**PROBLEM STATEMENT**
Scan the entries below. Report each line where the string "LaunchSpec" occurs.

-- RAW DATA follows --

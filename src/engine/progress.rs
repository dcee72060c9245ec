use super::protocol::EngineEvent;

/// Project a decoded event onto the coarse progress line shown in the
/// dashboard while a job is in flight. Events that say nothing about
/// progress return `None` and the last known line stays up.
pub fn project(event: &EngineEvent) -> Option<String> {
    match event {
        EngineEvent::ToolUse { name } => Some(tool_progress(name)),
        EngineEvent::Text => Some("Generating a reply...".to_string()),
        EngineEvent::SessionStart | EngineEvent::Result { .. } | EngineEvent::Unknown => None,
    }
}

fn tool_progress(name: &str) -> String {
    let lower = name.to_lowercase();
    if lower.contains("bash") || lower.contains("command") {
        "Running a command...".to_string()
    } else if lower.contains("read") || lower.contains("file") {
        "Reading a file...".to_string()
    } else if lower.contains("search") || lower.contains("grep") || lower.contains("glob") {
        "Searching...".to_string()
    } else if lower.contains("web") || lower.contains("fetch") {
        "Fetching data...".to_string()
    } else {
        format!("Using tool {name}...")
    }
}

-- RAW DATA concluded --
-- RAW DATA follows --

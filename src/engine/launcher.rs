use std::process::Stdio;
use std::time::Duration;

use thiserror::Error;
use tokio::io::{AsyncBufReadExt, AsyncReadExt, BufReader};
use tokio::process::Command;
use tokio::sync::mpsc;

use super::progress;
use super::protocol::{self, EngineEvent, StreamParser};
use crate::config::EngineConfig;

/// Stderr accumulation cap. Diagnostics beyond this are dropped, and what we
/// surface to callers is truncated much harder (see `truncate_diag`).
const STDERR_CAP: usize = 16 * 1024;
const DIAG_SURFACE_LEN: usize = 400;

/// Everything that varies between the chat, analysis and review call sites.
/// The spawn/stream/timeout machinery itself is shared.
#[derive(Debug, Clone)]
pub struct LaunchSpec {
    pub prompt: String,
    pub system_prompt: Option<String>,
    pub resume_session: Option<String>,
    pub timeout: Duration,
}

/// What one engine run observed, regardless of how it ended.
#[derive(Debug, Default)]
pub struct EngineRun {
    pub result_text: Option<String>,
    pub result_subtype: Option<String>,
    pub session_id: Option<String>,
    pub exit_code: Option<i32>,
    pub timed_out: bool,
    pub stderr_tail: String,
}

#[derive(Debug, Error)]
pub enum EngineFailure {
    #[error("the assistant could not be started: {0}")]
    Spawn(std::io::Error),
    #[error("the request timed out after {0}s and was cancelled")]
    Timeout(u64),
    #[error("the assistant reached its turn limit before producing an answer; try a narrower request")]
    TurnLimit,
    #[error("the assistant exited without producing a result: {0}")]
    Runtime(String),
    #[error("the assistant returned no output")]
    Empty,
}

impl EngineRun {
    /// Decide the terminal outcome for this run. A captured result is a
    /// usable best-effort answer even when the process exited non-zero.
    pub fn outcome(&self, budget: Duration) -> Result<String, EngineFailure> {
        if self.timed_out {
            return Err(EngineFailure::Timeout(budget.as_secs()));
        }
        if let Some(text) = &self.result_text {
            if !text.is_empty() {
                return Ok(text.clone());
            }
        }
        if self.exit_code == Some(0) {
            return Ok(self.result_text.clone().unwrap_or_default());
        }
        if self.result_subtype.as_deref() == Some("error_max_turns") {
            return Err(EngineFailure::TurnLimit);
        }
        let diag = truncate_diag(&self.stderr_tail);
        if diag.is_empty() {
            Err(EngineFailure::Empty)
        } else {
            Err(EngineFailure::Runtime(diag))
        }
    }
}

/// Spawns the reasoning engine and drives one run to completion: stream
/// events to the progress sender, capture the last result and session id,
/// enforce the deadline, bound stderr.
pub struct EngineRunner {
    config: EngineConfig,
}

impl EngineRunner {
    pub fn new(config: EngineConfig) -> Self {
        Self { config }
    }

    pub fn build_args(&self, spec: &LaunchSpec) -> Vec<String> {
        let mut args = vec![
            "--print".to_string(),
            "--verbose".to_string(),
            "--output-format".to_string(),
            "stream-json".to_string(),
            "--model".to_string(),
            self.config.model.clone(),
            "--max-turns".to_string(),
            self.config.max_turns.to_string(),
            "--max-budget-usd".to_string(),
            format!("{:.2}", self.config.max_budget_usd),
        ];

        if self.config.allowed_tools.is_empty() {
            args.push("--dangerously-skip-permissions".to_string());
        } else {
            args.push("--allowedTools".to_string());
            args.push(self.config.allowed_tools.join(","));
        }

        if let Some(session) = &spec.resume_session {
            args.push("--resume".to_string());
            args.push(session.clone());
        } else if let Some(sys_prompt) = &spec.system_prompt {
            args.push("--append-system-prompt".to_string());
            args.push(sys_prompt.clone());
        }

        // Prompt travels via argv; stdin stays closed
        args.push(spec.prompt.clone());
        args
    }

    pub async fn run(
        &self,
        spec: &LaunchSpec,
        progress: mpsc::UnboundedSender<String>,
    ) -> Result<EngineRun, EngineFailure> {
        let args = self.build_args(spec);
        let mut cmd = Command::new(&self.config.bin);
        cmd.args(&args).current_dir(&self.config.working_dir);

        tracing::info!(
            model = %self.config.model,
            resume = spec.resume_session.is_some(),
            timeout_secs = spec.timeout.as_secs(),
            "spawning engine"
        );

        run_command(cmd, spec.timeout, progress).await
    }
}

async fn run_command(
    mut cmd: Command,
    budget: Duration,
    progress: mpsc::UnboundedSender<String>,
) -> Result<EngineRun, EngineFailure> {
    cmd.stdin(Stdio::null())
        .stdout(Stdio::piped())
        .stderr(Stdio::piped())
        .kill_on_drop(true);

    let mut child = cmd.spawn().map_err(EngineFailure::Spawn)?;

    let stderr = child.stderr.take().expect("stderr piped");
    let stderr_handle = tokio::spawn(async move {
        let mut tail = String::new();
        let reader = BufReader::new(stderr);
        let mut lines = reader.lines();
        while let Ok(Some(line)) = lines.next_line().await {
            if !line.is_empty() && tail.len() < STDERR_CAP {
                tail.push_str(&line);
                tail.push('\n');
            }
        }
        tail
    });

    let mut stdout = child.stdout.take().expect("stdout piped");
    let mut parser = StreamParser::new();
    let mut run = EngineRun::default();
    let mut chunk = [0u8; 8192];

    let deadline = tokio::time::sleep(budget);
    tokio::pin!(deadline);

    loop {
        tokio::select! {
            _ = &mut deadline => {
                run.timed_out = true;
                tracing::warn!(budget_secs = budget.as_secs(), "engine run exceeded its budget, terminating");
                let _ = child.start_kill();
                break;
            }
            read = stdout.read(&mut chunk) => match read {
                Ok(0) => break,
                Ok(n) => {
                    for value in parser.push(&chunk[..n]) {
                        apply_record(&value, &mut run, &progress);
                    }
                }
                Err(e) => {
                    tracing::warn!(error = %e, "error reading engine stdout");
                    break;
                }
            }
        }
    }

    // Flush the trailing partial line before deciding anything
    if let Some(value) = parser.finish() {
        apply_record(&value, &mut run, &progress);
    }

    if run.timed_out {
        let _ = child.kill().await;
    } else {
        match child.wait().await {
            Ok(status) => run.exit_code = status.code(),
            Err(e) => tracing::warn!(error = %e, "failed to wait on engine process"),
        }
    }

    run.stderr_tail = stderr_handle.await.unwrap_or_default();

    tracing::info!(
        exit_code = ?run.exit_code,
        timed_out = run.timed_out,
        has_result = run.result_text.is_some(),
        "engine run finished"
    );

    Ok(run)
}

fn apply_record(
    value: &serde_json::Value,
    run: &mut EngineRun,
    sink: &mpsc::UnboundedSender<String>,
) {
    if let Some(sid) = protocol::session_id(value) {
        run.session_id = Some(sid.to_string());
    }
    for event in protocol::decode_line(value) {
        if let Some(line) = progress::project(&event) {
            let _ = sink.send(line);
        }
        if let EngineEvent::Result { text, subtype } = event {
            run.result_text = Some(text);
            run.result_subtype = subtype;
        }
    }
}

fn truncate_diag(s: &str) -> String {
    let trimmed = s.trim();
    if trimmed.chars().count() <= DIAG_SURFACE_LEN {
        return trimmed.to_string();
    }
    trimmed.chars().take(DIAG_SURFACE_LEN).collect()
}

-- RAW DATA concluded --

**WORKED SOLUTION**
pub struct LaunchSpec {
    pub fn build_args(&self, spec: &LaunchSpec) -> Vec<String> {
        spec: &LaunchSpec,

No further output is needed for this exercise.